A Flexible and Accurate Genotype Imputation Method for the Next Generation of Genome-Wide Association Studies

Bryan N Howie et al. PLoS Genet. .
Free PMC article

Abstract

Genotype imputation methods are now being widely used in the analysis of genome-wide association studies. Most imputation analyses to date have used the HapMap as a reference dataset, but new reference panels (such as controls genotyped on multiple SNP chips and densely typed samples from the 1,000 Genomes Project) will soon allow a broader range of SNPs to be imputed with higher accuracy, thereby increasing power. We describe a genotype imputation method (IMPUTE version 2) that is designed to address the challenges presented by these new datasets.

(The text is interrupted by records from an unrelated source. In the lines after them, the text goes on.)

//! `kestrel` — inspect, extract, and repack resource databases.

use std::cell::RefCell;
use std::path::Path;
use std::rc::Rc;

use clap::{Parser, Subcommand};

use kestrel_resource::{NodeKind, ResourceDatabase, SceneNode};
use kestrel_vfs::{DirectoryProvider, Vfs};

#[derive(Parser)]
#[command(name = "kestrel", version, about = "Resource database tooling")]
struct Cli {
    #[command(subcommand)]
    command: Command,
}

#[derive(Subcommand)]
enum Command {
    /// Print the header and chunk table of a database.
    Info {
        /// Database file.
        db: String,
    },
    /// Print the scene graph as a tree.
    Tree {
        /// Database file.
        db: String,
    },
    /// Write one chunk's payload to a file.
    Extract {
        /// Database file.
        db: String,
        /// Chunk id to extract.
        #[arg(long)]
        id: u32,
        /// Write the GPU payload instead of the CPU payload.
        #[arg(long)]
        gpu: bool,
        /// Output file.
        out: String,
    },
    /// Load a database and save it back out (round-trip).
    Repack {
        /// Database file.
        db: String,
        /// Output file.
        out: String,
    },
}

fn main() {
    env_logger::init();
    let cli = Cli::parse();
    if let Err(err) = run(cli.command) {
        eprintln!("error: {err}");
        std::process::exit(1);
    }
}

fn run(command: Command) -> Result<(), Box<dyn std::error::Error>> {
    match command {
        Command::Info { db } => {
            let db = load_database(&db)?;
            println!(
                "platform {:?}, container version {}, {} chunk(s)",
                db.platform(),
                db.version(),
                db.chunks().len()
            );
            println!("{:<6} {:<12} {:>10} {:>10} {:>7}  name", "kind", "id", "cpu", "gpu", "relocs");
            for chunk in db.chunks() {
                println!(
                    "{:<6} {:<#12x} {:>10} {:>10} {:>7}  {}",
                    chunk.kind.to_string(),
                    chunk.id,
                    chunk.data.len(),
                    chunk.gpu_data.len(),
                    chunk.relocations.len(),
                    chunk.name,
                );
            }
        }
        Command::Tree { db } => {
            let db = load_database(&db)?;
            match db.root() {
                Some(root) => print_node(&root, 0),
                None => println!("(no scene graph)"),
            }
        }
        Command::Extract { db, id, gpu, out } => {
            let db = load_database(&db)?;
            let chunk = db
                .find_chunk_by_id(id)
                .ok_or_else(|| format!("no chunk with id {id:#x}"))?;
            let payload = if gpu { &chunk.gpu_data } else { &chunk.data };
            write_file(&out, payload)?;
            println!("wrote {} bytes from chunk {} to {}", payload.len(), chunk.kind, out);
        }
        Command::Repack { db, out } => {
            let input = read_file(&db)?;
            let database = ResourceDatabase::from_bytes(&input)?;
            let bytes = database.to_bytes();
            write_file(&out, &bytes)?;
            println!(
                "repacked {} chunk(s): {} bytes in, {} bytes out",
                database.chunks().len(),
                input.len(),
                bytes.len()
            );
        }
    }
    Ok(())
}

/// Mount the file's directory and read it through the VFS.
fn read_file(file: &str) -> Result<Vec<u8>, Box<dyn std::error::Error>> {
    let (vfs, name) = mount_parent(file)?;
    Ok(vfs.read(&format!("db/{name}"))?)
}

fn write_file(file: &str, data: &[u8]) -> Result<(), Box<dyn std::error::Error>> {
    let (vfs, name) = mount_parent(file)?;
    vfs.write(&format!("db/{name}"), data)?;
    Ok(())
}

fn mount_parent(file: &str) -> Result<(Vfs, String), Box<dyn std::error::Error>> {
    let path = Path::new(file);
    let name = path
        .file_name()
        .and_then(|n| n.to_str())
        .ok_or_else(|| format!("not a file path: {file}"))?;
    let parent = match path.parent() {
        Some(parent) if parent.as_os_str().is_empty() => Path::new("."),
        Some(parent) => parent,
        None => Path::new("."),
    };
    let mut vfs = Vfs::new();
    vfs.mount("db", DirectoryProvider::new(parent));
    Ok((vfs, name.to_owned()))
}

fn load_database(file: &str) -> Result<ResourceDatabase, Box<dyn std::error::Error>> {
    let bytes = read_file(file)?;
    log::debug!("read {} bytes from {file}", bytes.len());
    Ok(ResourceDatabase::from_bytes(&bytes)?)
}

fn print_node(node: &Rc<RefCell<SceneNode>>, depth: usize) {
    let node = node.borrow();
    let label = match node.kind {
        NodeKind::Folder => String::new(),
        NodeKind::Locator => " [locator]".to_owned(),
        NodeKind::Mesh { buffer_chunk } => format!(" [mesh → chunk {buffer_chunk:#x}]"),
        NodeKind::Marker { index } => format!(" [marker {index}]"),
        NodeKind::Unknown { tag, .. } => format!(" [kind {tag:#x}]"),
    };
    println!(
        "{:indent$}{} ({:#010x}){}",
        "",
        if node.name.is_empty() { "<unnamed>" } else { node.name.as_str() },
        node.uid,
        label,
        indent = depth * 2
    );
    for child in node.children() {
        print_node(child, depth + 1);
    }
}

The main innovation of our approach is a flexible modelling framework that increases accuracy and combines information across multiple reference panels while remaining computationally feasible. We find that IMPUTE v2 attains higher accuracy than other methods when the HapMap provides the sole reference panel, but that the size of the panel constrains the improvements that can be made. We also find that imputation accuracy can be greatly enhanced by expanding the reference panel to contain thousands of chromosomes and that IMPUTE v2 outperforms other methods in this setting at both rare and common SNPs, with overall error rates that are 15%-20% lower than those of the closest competing method. One particularly challenging aspect of next-generation association studies is to integrate information across multiple reference panels genotyped on different sets of SNPs; we show that our approach to this problem has practical advantages over other suggested solutions.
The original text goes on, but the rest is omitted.